1. Real-Time Appearance-Based Mapping package

command: sudo apt-get install ros-noetic-rtabmap-ros

The Rtabmap package http://wiki.ros.org/rtabmap_ros is a RGB-D SLAM approach. It is used to generate a 3D pointcloud of the occupancy and/or to create a 2D occupancy grid map for navigation.

2. The Navigation stack

command (inside catkin_ws/src): git clone https://github.com/ros-planning/navigation.git

The navigation stack http://wiki.ros.org/navigation is a 2D navigation stack that takes in information from odometry, sensor streams, and a goal pose and outputs safe velocity commands that are sent to a mobile base (we will be using the move_base node). In other words, creates the costmap layers and generates the path planner for autonomous navigation. It is important to be cloned in your main workspace and not in your opt/ros/noetic/share directory (sudo apt-get inst...), or at least, this is how it worked for me.

3. IntelRealSense package

The installation is contained in the following section.

⚠️ Please, check if you already have realsense2 package installed: it might colapse with some features of this repo (e.g. Rviz). It is essential to remove it and to get it from this repo and not from the original source https://github.com/IntelRealSense/realsense-ros since it has been modified to work for this rover project.

4. Installation of the full Rover stack

command: git clone git@github.com:AdrianSiGmA/rovy.git

This repository contains 3 main packages:

1. slam: contains the developed autonavigation node
   1. slam.launch: calls the rs_camera.launch, rtabmap.launch, and the ukf_template.launch (robot_localization package). It also contains a setup for the Madgwick imu filter, and some description parameters (realsense2_description package).
   2. move_base.launch: sets some topics, and runs the move_base node for the cost map and path planner
2. realsense-ros (camera and description): contains all the parameters and nodes to receive data from the d435i
   1. realsense2_camera: contains the rs_camera.launch, that are settings for processing the data from the camera
   2. realsense2_description: contains the urdf and other files for drawing the module in Rviz
3. qr_loc_reader: this is a qr-code localizator and reader. This means that it will make some transformations based on the readings it finds from the camera, and will draw them in the 3D space, plus it can display what the qr code states, and the main aim is to be capable to store the obtained data in a text file.

Some extra considerations:

• The rtabmap.launch that is called from the slam.launch has some settings for Rviz and Rtabmapviz, cfg files, depth and stereo, odometry?, RGB-D, pointcloud, SLAM, and many other parameters.

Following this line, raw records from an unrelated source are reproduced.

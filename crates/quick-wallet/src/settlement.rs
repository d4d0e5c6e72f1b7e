//! Relay fee settlement.
//!
//! The fee is paid by the wallet to the relayer as part of the same
//! execution unit as the primary call, after that call succeeds. The fee
//! asset is either the wallet's own address, meaning native currency, or a
//! token contract address, in which case the token's `transfer` interface is
//! invoked with the wallet as caller. A failed settlement aborts the unit,
//! rolling back the primary call with it.

use alloy_primitives::{Address, U256};
use alloy_sol_types::{sol, SolCall};

use crate::{contract::CallOutcome, error::ExecutionError, ledger::LedgerState};

sol! {
    /// The token collaborator interface consumed by fee settlement.
    ///
    /// Tokens are external contracts; the protocol only relies on `transfer`
    /// reporting failure cleanly (revert or `false`) on insufficient
    /// balance, and on `balanceOf` for diagnostics.
    interface IERC20 {
        function transfer(address to, uint256 value) external returns (bool);
        function balanceOf(address owner) external view returns (uint256);
    }
}

/// Pays `fee_amount` of `fee_asset` from the wallet to the relayer.
///
/// `fee_asset == wallet` selects the native-currency path; anything else is
/// invoked as a token contract. Token transfer failures (revert, `false`
/// return, undecodable return data) surface as
/// [`ExecutionError::InsufficientBalance`], carrying the token balance the
/// wallet actually had.
pub fn settle_fee(
    state: &mut LedgerState,
    wallet: Address,
    fee_asset: Address,
    fee_amount: U256,
    relayer: Address,
) -> Result<(), ExecutionError> {
    if fee_asset == wallet {
        return state.transfer_native(wallet, relayer, fee_amount);
    }

    let available = token_balance(state, fee_asset, wallet).unwrap_or(U256::ZERO);
    let input = IERC20::transferCall { to: relayer, value: fee_amount }.abi_encode();
    let failed = match state.invoke(wallet, fee_asset, &input, U256::ZERO)? {
        CallOutcome::Success { output } => {
            !matches!(IERC20::transferCall::abi_decode_returns(&output, true), Ok(ret) if ret._0)
        }
        CallOutcome::Revert { .. } => true,
    };
    if failed {
        return Err(ExecutionError::InsufficientBalance { needed: fee_amount, available });
    }
    Ok(())
}

/// Queries a token's `balanceOf` for an account.
pub fn token_balance(
    state: &mut LedgerState,
    token: Address,
    owner: Address,
) -> Result<U256, ExecutionError> {
    let input = IERC20::balanceOfCall { owner }.abi_encode();
    match state.invoke(owner, token, &input, U256::ZERO)? {
        CallOutcome::Success { output } => IERC20::balanceOfCall::abi_decode_returns(&output, true)
            .map(|ret| ret._0)
            .map_err(|_| ExecutionError::TargetCallFailed { output }),
        CallOutcome::Revert { output } => Err(ExecutionError::TargetCallFailed { output }),
    }
}
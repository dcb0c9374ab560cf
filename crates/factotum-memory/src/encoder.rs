//! Fact encoding for similarity search.
//!
//! Deterministic hash-based encoding: no model download, no network, stable
//! across processes. Identical texts map to identical vectors, so cosine
//! similarity of a fact with itself is 1.0.

use std::collections::hash_map::DefaultHasher;
use std::hash::{Hash, Hasher};

/// Encode fact text into a fixed-size unit vector.
#[derive(Debug, Clone)]
pub struct FactEncoder {
    dimension: usize,
}

impl FactEncoder {
    pub fn new(dimension: usize) -> Self {
        Self { dimension }
    }

    pub fn dimension(&self) -> usize {
        self.dimension
    }

    /// Encode text into an embedding vector.
    ///
    /// Each dimension combines two position-salted hashes of the text,
    /// bucketed into [0, 1); the result is normalized to unit length.
    pub fn encode(&self, text: &str) -> Vec<f32> {
        let mut embedding = vec![0.0f32; self.dimension];

        for (i, value) in embedding.iter_mut().enumerate() {
            let salt = i as u64;
            let mut hasher = DefaultHasher::new();
            text.hash(&mut hasher);
            salt.hash(&mut hasher);
            let first = hasher.finish();

            let mut hasher = DefaultHasher::new();
            text.hash(&mut hasher);
            salt.wrapping_mul(31).hash(&mut hasher);
            let second = hasher.finish();

            let combined = first.wrapping_mul(31).wrapping_add(second);
            *value = (combined % 1000) as f32 / 1000.0;
        }

        Self::normalize(&embedding)
    }

    fn normalize(v: &[f32]) -> Vec<f32> {
        let norm: f32 = v.iter().map(|x| x * x).sum::<f32>().sqrt();
        if norm == 0.0 {
            return v.to_vec();
        }
        v.iter().map(|x| x / norm).collect()
    }

    /// Cosine similarity between two embeddings. Mismatched or zero-length
    /// vectors score 0.0 rather than erroring.
    pub fn cosine_similarity(&self, a: &[f32], b: &[f32]) -> f32 {
        if a.len() != b.len() {
            return 0.0;
        }

        let dot: f32 = a.iter().zip(b.iter()).map(|(x, y)| x * y).sum();
        let norm_a: f32 = a.iter().map(|x| x * x).sum::<f32>().sqrt();
        let norm_b: f32 = b.iter().map(|x| x * x).sum::<f32>().sqrt();

        if norm_a == 0.0 || norm_b == 0.0 {
            return 0.0;
        }

        dot / (norm_a * norm_b)
    }
}

impl Default for FactEncoder {
    fn default() -> Self {
        Self::new(384)
    }
}

#[cfg(test)]
mod tests {
    use super::*;

    #[test]
    fn encoding_is_deterministic() {
        let encoder = FactEncoder::new(64);
        assert_eq!(encoder.encode("the cat sat"), encoder.encode("the cat sat"));
    }

    #[test]
    fn encoded_vectors_are_unit_length() {
        let encoder = FactEncoder::new(64);
        let v = encoder.encode("some fact");
        let norm: f32 = v.iter().map(|x| x * x).sum::<f32>().sqrt();
        assert!((norm - 1.0).abs() < 1e-5);
    }

    #[test]
    fn self_similarity_is_one() {
        let encoder = FactEncoder::new(64);
        let v = encoder.encode("identical text");
        assert!((encoder.cosine_similarity(&v, &v) - 1.0).abs() < 1e-5);
    }

    #[test]
    fn mismatched_dimensions_score_zero() {
        let encoder = FactEncoder::new(64);
        assert_eq!(encoder.cosine_similarity(&[1.0, 0.0], &[1.0]), 0.0);
        assert_eq!(encoder.cosine_similarity(&[0.0, 0.0], &[0.0, 0.0]), 0.0);
    }
}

⚠️ It is important that, before going to the next section, one modifies this launch file by changing the rviz config (around line 37) to: <arg name="rviz_cfg" default="$(find slam)/rviz/slam.rviz" />

• The documentation, maps, images, and other useful files inside "docs".

Usage

1. terminal 1: roslaunch slam slam.launch

The previous will launch everything that is needed to already display the topics in Rviz, the pointcloud, and the grid map (2D map), and it should look something like the following:

2. terminal 2: rosrun qr_loc_reader qr_tf_broadcaster_fromimage.py

The previous command will setup the image topic into Rviz, and will detect with a pink square and localize (with TF) the QR codes within the 3D map:

3. terminal 3: roslaunch slam move_base.launch

The previous command will show the costmap by layering with different colors (still working on the odometry and QR code localizator accuracy):

If a 2D Nav Goal is manually set on the map (directly from Rviz), it will create the global and local paths and provide the required data for navigation in a topic called /cmd_vel.

4. terminal 4 (not needed for rovy): rosrun slam navigation_node.py

This will use the vector from move_base, and will try to reach the goal in the map by using specific protocol-commands for the microcontroller to the locomotion (depending on the robot).

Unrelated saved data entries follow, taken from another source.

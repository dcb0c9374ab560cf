//! The model-invocation boundary.
//!
//! The model is an opaque capability: given the conversation so far and the
//! tool schema advertisement, it returns an ordered list of parts, each
//! either free text or a request to invoke a named tool. Retry and
//! rate-limit handling belong to implementations, not this boundary.

use serde_json::{Map, Value};

use crate::conversation::Conversation;
use crate::error::ModelError;
use crate::schema::ToolSpec;

/// A model-emitted instruction naming a tool and its arguments.
///
/// The name is kept as a raw string: a model may name a tool that does not
/// exist, and that must surface as a recoverable error result, not a parse
/// failure.
#[derive(Debug, Clone)]
pub struct ToolCallRequest {
    pub name: String,
    pub args: Map<String, Value>,
}

impl ToolCallRequest {
    pub fn new(name: impl Into<String>, args: Map<String, Value>) -> Self {
        Self {
            name: name.into(),
            args,
        }
    }
}

/// One part of a model response, in the order the model emitted it.
#[derive(Debug, Clone)]
pub enum ResponsePart {
    Text(String),
    ToolCall(ToolCallRequest),
}

/// A complete model response: zero or more ordered parts.
#[derive(Debug, Clone, Default)]
pub struct ModelResponse {
    pub parts: Vec<ResponsePart>,
}

impl ModelResponse {
    pub fn from_parts(parts: Vec<ResponsePart>) -> Self {
        Self { parts }
    }

    /// A response consisting of a single text part.
    pub fn text(text: impl Into<String>) -> Self {
        Self {
            parts: vec![ResponsePart::Text(text.into())],
        }
    }

    /// A response consisting of a single tool-call part.
    pub fn tool_call(call: ToolCallRequest) -> Self {
        Self {
            parts: vec![ResponsePart::ToolCall(call)],
        }
    }

    pub fn has_tool_calls(&self) -> bool {
        self.parts
            .iter()
            .any(|part| matches!(part, ResponsePart::ToolCall(_)))
    }
}

/// Blocking chat-model invocation.
pub trait ChatModel {
    fn generate(
        &self,
        history: &Conversation,
        tools: &[ToolSpec],
    ) -> Result<ModelResponse, ModelError>;
}
impl Tool for ListDirectoryContentsTool {
    fn kind(&self) -> ToolKind {
        ToolKind::ListDirectoryContents
    }

    fn spec(&self) -> ToolSpec {
        ToolSpec::new(self.kind(), "List files and directories in a given path")
            .with_param(ParamSpec::optional(
                "dir_path",
                ParamType::String,
                "Directory path to list (default: current directory)",
            ))
            .with_param(ParamSpec::optional(
                "show_hidden",
                ParamType::Boolean,
                "Show hidden files starting with . (default: false)",
            ))
    }

    fn call(&self, args: ToolArgs) -> ToolOutcome {
        let path = expand_user(args.str_or("dir_path", "."));
        let show_hidden = args.bool_or("show_hidden", false);

        if !path.exists() {
            return ToolOutcome::failed(FailureKind::NotFound {
                resource: format!("directory {}", path.display()),
            });
        }
        if !path.is_dir() {
            return ToolOutcome::failed(FailureKind::InvalidInput {
                message: format!("path is not a directory: {}", path.display()),
            });
        }

        let entries = match fs::read_dir(&path) {
            Ok(entries) => entries,
            Err(e) => {
                return ToolOutcome::failed(FailureKind::Io {
                    message: format!("failed to read {}: {e}", path.display()),
                });
            }
        };

        let mut files = Vec::new();
        let mut directories = Vec::new();
        let mut total_size = 0u64;

        for entry in entries.flatten() {
            let name = entry.file_name().to_string_lossy().into_owned();
            if !show_hidden && name.starts_with('.') {
                continue;
            }
            let Ok(meta) = entry.metadata() else { continue };

            let is_dir = meta.is_dir();
            let size = if is_dir { 0 } else { meta.len() };
            let info = json!({
                "name": name,
                "path": entry.path().display().to_string(),
                "is_directory": is_dir,
                "size": size,
                "modified": meta.modified().ok().map(iso).unwrap_or_default(),
                "readonly": meta.permissions().readonly(),
            });

            if is_dir {
                directories.push(info);
            } else {
                total_size += size;
                files.push(info);
            }
        }

        let by_name = |a: &Value, b: &Value| {
            a["name"]
                .as_str()
                .unwrap_or_default()
                .cmp(b["name"].as_str().unwrap_or_default())
        };
        files.sort_by(by_name);
        directories.sort_by(by_name);

        ToolOutcome::success(json!({
            "directory_path": path.display().to_string(),
            "total_files": files.len(),
            "total_directories": directories.len(),
            "total_size": total_size,
            "files": files,
            "directories": directories,
            "show_hidden": show_hidden,
            "scan_timestamp": Utc::now().to_rfc3339(),
        }))
    }
}
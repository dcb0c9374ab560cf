//! # Factotum Agent
//!
//! The orchestration loop: drives one user request through bounded
//! model/tool round trips, and the Gemini client that implements the
//! model boundary.

mod gemini;
mod session;

pub use gemini::GeminiModel;
pub use session::{CancelFlag, Session, TurnOutcome};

All together should look like the following:

Once everything is launched, one can adjust the displays for a better visualization even if the costmap and the navigation are still working, e.g. a space demo mission at the Deutsches Museum in Munich:

Organizing packages and launch files is still in progress. Many updates and improvements will be done in the coming months.

Have fun!